Here, the sending activity of the Triune God is revealed to us. The followers of Christ today are sent by Jesus to carry on God’s mission into the world. The sending of the Holy Spirit empowers the church to fulfil God’s mission in this world; “But the Advocate, the Holy Spirit, whom the Father will send in my name, will teach you everything, and remind you of all that I have said to you” (John 14: 26).

Recognising that mission is the Triune God’s mission (or missio Dei in Latin terms) provides a new understanding of mission, in which the church again reverts to a narrow, ecclesiocentric (church-centric) view of mission. This means that mission (singular) remains primarily the mission of the Triune God, while missions (plural) means the missionary activities of the church, or simply Christian missions, as Stephen Neill claimed in the post Willingen period, “The age of missions is at an end; the age of mission has begun.”(ii)

David Bosch, a well-known missiologist, once said, “we cannot without ado claim that what we do is identical to the missio Dei; our missionary activities are only authentic insofar as they reflect participation in the mission of God.”(iii) This helps to eliminate the danger of what Stephen Neill once noted, “if everything is mission, nothing is mission.”(iv)

This means, the primary purpose of the missionary activities of the church or Christian missions is not simply the planting of churches or the saving of souls, but as in Bosch’s words, “it [Christian missions] has service to the missio Dei, representing God in and over against the world, pointing to God, holding up the God-child before the eyes of the world in a ceaseless celebration of the Feast of the Epiphany.”(v)

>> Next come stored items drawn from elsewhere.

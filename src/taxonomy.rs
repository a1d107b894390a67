use indexmap::{IndexMap, IndexSet};
use serde::{Deserialize, Serialize};
use std::io::Read;

use crate::error::{Error, Result};

/// Labels of the YCB-Video objects, background first.
const YCB_VIDEO_LABELS: [&str; 22] = [
    "background",
    "002_master_chef_can",
    "003_cracker_box",
    "004_sugar_box",
    "005_tomato_soup_can",
    "006_mustard_bottle",
    "007_tuna_fish_can",
    "008_pudding_box",
    "009_gelatin_box",
    "010_potted_meat_can",
    "011_banana",
    "019_pitcher_base",
    "021_bleach_cleanser",
    "024_bowl",
    "025_mug",
    "035_power_drill",
    "036_wood_block",
    "037_scissors",
    "040_large_marker",
    "051_large_clamp",
    "052_extra_large_clamp",
    "061_foam_brick",
];

/// Ordered class taxonomy: every valid class id paired with its label.
///
/// The first entry is the background/ignore class. It is kept in per-class results
/// but excluded from the mean and from false-positive rows.
#[derive(Debug, Clone, PartialEq, Serialize, Deserialize)]
#[serde(try_from = "TaxonomyFile", into = "TaxonomyFile")]
pub struct ClassTaxonomy {
    /// Valid class ids mapped to their labels, in reporting order.
    classes: IndexMap<usize, Box<str>>,
    /// Largest valid id.
    max_id: usize,
}

/// On-disk layout of a taxonomy: two parallel sequences.
#[derive(Serialize, Deserialize)]
struct TaxonomyFile {
    labels: Vec<String>,
    ids: Vec<usize>,
}

impl ClassTaxonomy {
    pub fn new<S: AsRef<str>>(labels: &[S], ids: &[usize]) -> Result<Self> {
        if labels.is_empty() {
            return Err(Error::InvalidTaxonomy("no classes".to_owned()));
        }
        if labels.len() != ids.len() {
            return Err(Error::InvalidTaxonomy(format!(
                "{} labels for {} class ids",
                labels.len(),
                ids.len()
            )));
        }

        let mut classes = IndexMap::with_capacity(ids.len());
        let mut seen = IndexSet::with_capacity(labels.len());
        for (label, &id) in labels.iter().zip(ids) {
            let label = label.as_ref();
            if !seen.insert(label) {
                return Err(Error::InvalidTaxonomy(format!("label {label:?} repeats")));
            }
            if classes.insert(id, label.into()).is_some() {
                return Err(Error::InvalidTaxonomy(format!("class id {id} repeats")));
            }
        }
        let max_id = ids.iter().copied().max().unwrap_or_default();

        Ok(Self { classes, max_id })
    }

    /// The 22-class YCB-Video taxonomy with contiguous ids `0..=21`.
    pub fn ycb_video() -> Self {
        let ids: Vec<usize> = (0..YCB_VIDEO_LABELS.len()).collect();
        Self {
            classes: ids
                .iter()
                .map(|&id| (id, YCB_VIDEO_LABELS[id].into()))
                .collect(),
            max_id: YCB_VIDEO_LABELS.len() - 1,
        }
    }

    /// Loads a taxonomy from a JSON file of the form `{"labels": [...], "ids": [...]}`.
    pub fn load_from_file(file: &mut dyn Read) -> Result<Self> {
        let mut buffer = String::new();
        file.read_to_string(&mut buffer)?;
        Ok(serde_json::from_str(&buffer)?)
    }

    /// Sentinel id one past the largest valid id. Never reported.
    #[inline]
    pub fn unknown_id(&self) -> usize {
        self.max_id + 1
    }

    /// Side length of a confusion matrix covering `0..=unknown_id`.
    #[inline]
    pub fn table_size(&self) -> usize {
        self.max_id + 2
    }

    /// Id of the background/ignore class.
    pub fn ignore_id(&self) -> usize {
        self.classes
            .get_index(0)
            .map(|(&id, _)| id)
            .unwrap_or_default()
    }

    #[inline]
    pub fn is_valid(&self, id: usize) -> bool {
        self.classes.contains_key(&id)
    }

    pub fn label_of(&self, id: usize) -> Option<&str> {
        self.classes.get(&id).map(|label| &**label)
    }

    /// All valid `(id, label)` pairs in taxonomy order.
    pub fn classes(&self) -> impl Iterator<Item = (usize, &str)> + '_ {
        self.classes.iter().map(|(&id, label)| (id, &**label))
    }

    /// Valid `(id, label)` pairs, background excluded.
    pub fn reported(&self) -> impl Iterator<Item = (usize, &str)> + '_ {
        self.classes().skip(1)
    }

    /// Valid ids in taxonomy order.
    pub fn valid_ids(&self) -> impl Iterator<Item = usize> + '_ {
        self.classes.keys().copied()
    }

    #[inline]
    pub fn len(&self) -> usize {
        self.classes.len()
    }

    #[inline]
    pub fn is_empty(&self) -> bool {
        self.classes.is_empty()
    }
}

impl Default for ClassTaxonomy {
    fn default() -> Self {
        Self::ycb_video()
    }
}

impl TryFrom<TaxonomyFile> for ClassTaxonomy {
    type Error = Error;

    fn try_from(file: TaxonomyFile) -> Result<Self> {
        Self::new(file.labels.as_slice(), &file.ids)
    }
}

impl From<ClassTaxonomy> for TaxonomyFile {
    fn from(taxonomy: ClassTaxonomy) -> Self {
        let (ids, labels) = taxonomy
            .classes
            .into_iter()
            .map(|(id, label)| (id, label.into_string()))
            .unzip();
        Self { labels, ids }
    }
}

#[cfg(test)]
mod tests {
    use super::*;

    #[test]
    fn ycb_video_layout() {
        let taxonomy = ClassTaxonomy::ycb_video();
        assert_eq!(taxonomy.len(), 22);
        assert_eq!(taxonomy.unknown_id(), 22);
        assert_eq!(taxonomy.table_size(), 23);
        assert_eq!(taxonomy.ignore_id(), 0);
        assert_eq!(taxonomy.label_of(21), Some("061_foam_brick"));
        assert!(!taxonomy.is_valid(22));
        assert_eq!(taxonomy.reported().count(), 21);
    }

    #[test]
    fn rejects_malformed_taxonomies() {
        let empty: [&str; 0] = [];
        assert!(ClassTaxonomy::new(&empty, &[]).is_err());
        assert!(ClassTaxonomy::new(&["bg", "a"], &[0]).is_err());
        assert!(ClassTaxonomy::new(&["bg", "a"], &[0, 0]).is_err());
        assert!(matches!(
            ClassTaxonomy::new(&["bg", "a", "a"], &[0, 1, 2]),
            Err(Error::InvalidTaxonomy(message)) if message.contains("\"a\"")
        ));

        let repeated_label = r#"{"labels": ["bg", "a", "a"], "ids": [0, 1, 2]}"#;
        assert!(ClassTaxonomy::load_from_file(&mut repeated_label.as_bytes()).is_err());
    }

    #[test]
    fn sparse_ids_size_the_table_by_max_id() {
        let taxonomy = ClassTaxonomy::new(&["bg", "a", "b"], &[0, 3, 7]).unwrap();
        assert_eq!(taxonomy.unknown_id(), 8);
        assert_eq!(taxonomy.table_size(), 9);
        assert!(!taxonomy.is_valid(4));
    }

    #[test]
    fn loads_and_validates_json() {
        let json = r#"{"labels": ["bg", "a", "b"], "ids": [0, 1, 2]}"#;
        let taxonomy = ClassTaxonomy::load_from_file(&mut json.as_bytes()).unwrap();
        assert_eq!(taxonomy.label_of(2), Some("b"));

        let round_trip: ClassTaxonomy =
            serde_json::from_str(&serde_json::to_string(&taxonomy).unwrap()).unwrap();
        assert_eq!(round_trip, taxonomy);

        let bad = r#"{"labels": ["bg"], "ids": [0, 1]}"#;
        assert!(ClassTaxonomy::load_from_file(&mut bad.as_bytes()).is_err());
    }
}
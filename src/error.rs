//! Error types shared by every stage of an evaluation run.

use thiserror::Error;

/// Errors raised while building inputs or folding scenes.
#[derive(Error, Debug)]
pub enum Error {
    /// Ground-truth and predicted label maps of a scene do not cover the same pixels.
    #[error("{scene_id}: number of predicted values {predicted:?} does not match ground truth {ground_truth:?}")]
    ShapeMismatch {
        scene_id: String,
        ground_truth: Vec<usize>,
        predicted: Vec<usize>,
    },

    /// Two flat label buffers of different lengths.
    #[error("number of predicted values {predicted} does not match ground truth {ground_truth}")]
    LengthMismatch { ground_truth: usize, predicted: usize },

    /// A label buffer whose length disagrees with its declared shape.
    #[error("label buffer of length {len} does not fit shape {shape:?}")]
    InvalidShape { shape: Vec<usize>, len: usize },

    #[error("invalid taxonomy: {0}")]
    InvalidTaxonomy(String),

    /// Two confusion matrices of different sizes were combined.
    #[error("confusion matrix size mismatch: expected {expected}, found {found}")]
    MatrixSizeMismatch { expected: usize, found: usize },

    /// A scene file row that cannot be turned into a scene record.
    #[error("invalid scene record: {0}")]
    InvalidRecord(String),

    /// A report line that does not parse back into its numeric fields.
    #[error("malformed report line: {0:?}")]
    InvalidReportLine(String),

    #[error(transparent)]
    Io(#[from] std::io::Error),

    #[error(transparent)]
    Json(#[from] serde_json::Error),

    #[error(transparent)]
    Parquet(#[from] parquet::errors::ParquetError),
}

pub type Result<T> = std::result::Result<T, Error>;
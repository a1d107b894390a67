use rayon::prelude::*;

use crate::confusion::ConfusionMatrix;
use crate::error::{Error, Result};
use crate::report::IouReport;
use crate::scene::{SceneRecord, SceneSet};
use crate::sink::LogSink;
use crate::taxonomy::ClassTaxonomy;

/// Folds a set of scenes into a confusion matrix and reports IoU over a taxonomy.
#[derive(Debug, Clone, Default)]
pub struct Evaluator {
    taxonomy: ClassTaxonomy,
    parallel: bool,
}

impl Evaluator {
    pub fn new(taxonomy: ClassTaxonomy) -> Self {
        Self {
            taxonomy,
            parallel: false,
        }
    }

    /// Folds scenes on the rayon pool into per-worker tables merged at the end.
    pub fn parallel(mut self, parallel: bool) -> Self {
        self.parallel = parallel;
        self
    }

    #[inline]
    pub fn taxonomy(&self) -> &ClassTaxonomy {
        &self.taxonomy
    }

    /// Evaluates every scene and writes the report to `sink`.
    ///
    /// The first scene with mismatched shapes aborts the run; no report is produced.
    pub fn evaluate(&self, scenes: &SceneSet, sink: &mut dyn LogSink) -> Result<IouReport> {
        sink.info(&format!("evaluating {} scans...", scenes.len()));
        let confusion = self.accumulate(scenes, sink)?;
        sink.info("");

        let report = IouReport::build(&confusion, &self.taxonomy)?;
        report.emit(sink);
        Ok(report)
    }

    /// Builds the confusion matrix of `scenes`.
    pub fn accumulate(&self, scenes: &SceneSet, sink: &mut dyn LogSink) -> Result<ConfusionMatrix> {
        if self.parallel {
            let confusion = self.accumulate_parallel(scenes)?;
            sink.progress(scenes.len());
            return Ok(confusion);
        }

        let mut confusion = ConfusionMatrix::for_taxonomy(&self.taxonomy);
        for (i, scene) in scenes.iter().enumerate() {
            confusion.fold_scene(scene)?;
            sink.progress(i + 1);
        }
        Ok(confusion)
    }

    fn accumulate_parallel(&self, scenes: &SceneSet) -> Result<ConfusionMatrix> {
        let size = self.taxonomy.table_size();
        let records: Vec<&SceneRecord> = scenes.iter().collect();

        records
            .par_iter()
            .try_fold(
                || ConfusionMatrix::new(size),
                |mut partial, scene| {
                    partial.fold_scene(scene)?;
                    Ok::<_, Error>(partial)
                },
            )
            .try_reduce(
                || ConfusionMatrix::new(size),
                |mut total, partial| {
                    total.merge(&partial)?;
                    Ok::<_, Error>(total)
                },
            )
    }
}

#[cfg(test)]
mod tests {
    use super::*;
    use crate::scene::LabelMap;
    use crate::sink::MemorySink;

    fn taxonomy() -> ClassTaxonomy {
        ClassTaxonomy::new(&["background", "a", "b"], &[0, 1, 2]).unwrap()
    }

    fn scenes() -> SceneSet {
        (0..16)
            .map(|i| {
                let gt: Vec<usize> = (0..64).map(|p| (p + i) % 4).collect();
                let pred: Vec<usize> = (0..64).map(|p| (p * i + 1) % 3).collect();
                SceneRecord::new(
                    &format!("scene_{i:02}"),
                    LabelMap::new(&[8, 8], gt).unwrap(),
                    LabelMap::new(&[8, 8], pred).unwrap(),
                )
            })
            .collect()
    }

    #[test]
    fn logs_progress_and_report() {
        let mut sink = MemorySink::default();
        let report = Evaluator::new(taxonomy())
            .evaluate(&scenes(), &mut sink)
            .unwrap();

        assert_eq!(sink.lines[0], "evaluating 16 scans...");
        assert_eq!(sink.lines[1], "");
        assert_eq!(sink.processed, 16);
        assert!(sink.lines.contains(report.lines().last().unwrap()));
    }

    #[test]
    fn parallel_matches_sequential() {
        let scenes = scenes();
        let sequential = Evaluator::new(taxonomy())
            .accumulate(&scenes, &mut MemorySink::default())
            .unwrap();
        let parallel = Evaluator::new(taxonomy())
            .parallel(true)
            .accumulate(&scenes, &mut MemorySink::default())
            .unwrap();
        assert_eq!(sequential, parallel);
        assert_eq!(parallel.total(), 16 * 64);
    }

    #[test]
    fn shape_mismatch_aborts_without_report() {
        for parallel in [false, true] {
            let mut scenes = scenes();
            scenes.insert(SceneRecord::new(
                "broken",
                LabelMap::from_flat(vec![1; 100]),
                LabelMap::from_flat(vec![1; 99]),
            ));

            let mut sink = MemorySink::default();
            let result = Evaluator::new(taxonomy())
                .parallel(parallel)
                .evaluate(&scenes, &mut sink);
            assert!(matches!(result, Err(Error::ShapeMismatch { .. })));
            assert!(!sink.lines.iter().any(|line| line.starts_with("mean:")));
        }
    }
}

And that means, in its missions, the church witnesses the fullness of the promise of God’s reign and participates in the on-going struggle between that reign and the power of darkness and evil, as described by the apostle Paul in Ephesians 6: 10-20. Christian missions then, participates in the mission of the Triune God (missio Dei). More specifically, it is Christ’s mission (missio Christi), and not ours.

Therefore, by God’s grace, we (the church) may be privileged to participate in the mission of God. In other words, God gives us (the church) the privilege to see the world from His perspective, so that we can humble ourselves in preaching, serving and witnessing to the work of God in the world today.

In conclusion, mission is from the Triune God, not the church nor any human agent, and is fulfilled only by His grace, not by our own effort and strength. But the Triune God’s mission must be understood as a foundational concept that launches the church from the place of worship and fellowship into the frontiers of God’s reign. (vi)

I suggest that Christian missions be involved in trinitarian dimensions: first, the proclamation of the reign of God or the kingdom of God’s presence in the world; second, the proclamation that Jesus Christ is Lord of every culture. Christian mission is supposed to model Christ’s way of humility and self-emptying, and bold proclamation of God’s already and not yet reign; and third, mission as participation in the work of the Holy Spirit in the world today.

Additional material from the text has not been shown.